Figure 1

Lentiviral transduction of immortalized sensory neuronal cells (50B11) in vitro. A. Schematic representation of the lentivectors. EGFP-expressing lentivector (LV) plasmids carrying a panel of various recombinant promoters were generated. Cis-acting sequences included were cPPT (central polypurine tract) to enhance transduction efficiency, and WPRE (woodchuck posttranscriptional regulatory element) to improve transgene expression. B, C and D. LV transduction efficiencies in 50B11 cells (MOI = 2) were assessed by FACS analysis. B. Transduction efficiencies were compared between vectors with different constitutively active cellular promoters (n = 4 experiments/promoter), including: 1) human elongation factor 1α (EF1α); 2) hybrid promoter containing a human CMV enhancer element 5' to the chicken β-actin promoter (CAG); 3) human ubiquitin C (UbC); and 4) murine phosphoglycerate kinase gene (PGK). C. Transduction efficiencies using LVs with (first-generation, LV1-EF1α-EGFP) or without viral accessory proteins (second-generation, LV2-EF1α-EGFP) were compared (n = 8 experiments/packaging system).
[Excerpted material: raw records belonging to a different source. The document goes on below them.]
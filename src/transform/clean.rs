//! Row quality filtering: primary key checks, spatial containment, uniform-column imputation.

use std::collections::HashSet;

use tracing::{debug, warn};

use crate::error::{PipelineError, PipelineResult};
use crate::geocode::{Boundary, BoundaryResolver};
use crate::types::{Table, Value};

use super::geometry::GEOMETRY_COLUMN;

/// What to do with rows that share a primary key.
#[derive(Debug, Clone, Copy, PartialEq, Eq, Default)]
pub enum DuplicatePolicy {
    /// Leave duplicates in place.
    #[default]
    KeepAll,
    /// Keep the first row for each key, in table order.
    KeepFirst,
}

/// Options for [`clean`].
#[derive(Debug, Clone, Copy)]
pub struct CleanOptions<'a> {
    /// Place whose boundary rows must fall inside.
    pub place_name: &'a str,
    pub duplicate_policy: DuplicatePolicy,
}

/// Lowercase and trim a user-supplied column name.
pub fn normalize_column_name(name: &str) -> String {
    name.trim().to_lowercase()
}

/// Filter `table` down to rows with a primary key that lie inside the boundary of
/// `options.place_name`, then fill nulls in columns that hold a single distinct value.
///
/// The boundary is resolved once, and only when the table has a geometry column; without one
/// the spatial step is skipped. Rows with a null geometry are outside every boundary.
pub fn clean(
    table: Table,
    primary_key: &str,
    resolver: &dyn BoundaryResolver,
    options: &CleanOptions<'_>,
) -> PipelineResult<Table> {
    let key = normalize_column_name(primary_key);
    if key.is_empty() {
        return Err(PipelineError::config("primary key column name is empty"));
    }
    let key_idx = table
        .schema
        .index_of(&key)
        .ok_or_else(|| PipelineError::MissingColumn {
            column: key.clone(),
            available: table.schema.field_names().map(str::to_owned).collect(),
        })?;

    let table = drop_missing_keys(table, key_idx);
    let table = match options.duplicate_policy {
        DuplicatePolicy::KeepAll => table,
        DuplicatePolicy::KeepFirst => keep_first_per_key(table, key_idx),
    };

    let table = match table.schema.index_of(GEOMETRY_COLUMN) {
        Some(geometry_idx) => {
            let boundary = resolver.resolve(options.place_name)?;
            keep_within(table, geometry_idx, &boundary)
        }
        None => {
            warn!("table has no '{GEOMETRY_COLUMN}' column; spatial filter skipped");
            table
        }
    };

    Ok(impute_uniform_columns(table))
}

/// Remove rows whose key is null or empty text.
pub fn drop_missing_keys(table: Table, key_idx: usize) -> Table {
    let before = table.row_count();
    let out = table.filter_rows(|row| match &row[key_idx] {
        Value::Null => false,
        Value::Utf8(s) => !s.is_empty(),
        _ => true,
    });
    debug!(dropped = before - out.row_count(), "rows without primary key removed");
    out
}

/// Keep the first row for each distinct key value.
pub fn keep_first_per_key(table: Table, key_idx: usize) -> Table {
    let keep: Vec<bool> = {
        let mut seen = HashSet::new();
        table
            .rows
            .iter()
            .map(|row| row[key_idx].key().is_none_or(|key| seen.insert(key)))
            .collect()
    };

    let mut keep = keep.into_iter();
    table.filter_rows(|_| keep.next().unwrap_or(false))
}

/// Keep rows whose point at `geometry_idx` is inside `boundary`.
pub fn keep_within(table: Table, geometry_idx: usize, boundary: &Boundary) -> Table {
    let before = table.row_count();
    let out = table.filter_rows(|row| match row[geometry_idx] {
        Value::Point(p) => boundary.contains(p),
        _ => false,
    });
    debug!(
        place = %boundary.place,
        dropped = before - out.row_count(),
        "rows outside boundary removed"
    );
    out
}

/// For every column with exactly one distinct non-null value, replace its nulls with it.
pub fn impute_uniform_columns(mut table: Table) -> Table {
    for idx in 0..table.column_count() {
        let Some(fill) = single_distinct_value(&table, idx) else {
            continue;
        };
        for row in &mut table.rows {
            if row[idx].is_null() {
                row[idx] = fill.clone();
            }
        }
    }
    table
}

fn single_distinct_value(table: &Table, idx: usize) -> Option<Value> {
    let mut distinct = HashSet::new();
    let mut first = None;
    for v in table.column(idx) {
        if let Some(key) = v.key() {
            distinct.insert(key);
            if distinct.len() > 1 {
                return None;
            }
            first.get_or_insert(v);
        }
    }
    first.cloned()
}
D. Alternative pseudotyping of LVs was performed to determine its effects on transduction efficiency (n = 4 experiments/pseudotype). The envelope coat proteins analyzed were as follows: 1) vesicular stomatitis virus G protein (VSV-G); 2) rabies SAD glycoproteins (RABSAD); 3) glycoprotein from rabies virus PV strain (RABPV); and 4) lymphochoriomeningitis virus envelope (LCMV). Post hoc differences between vectors are represented by bars; * p < 0.001.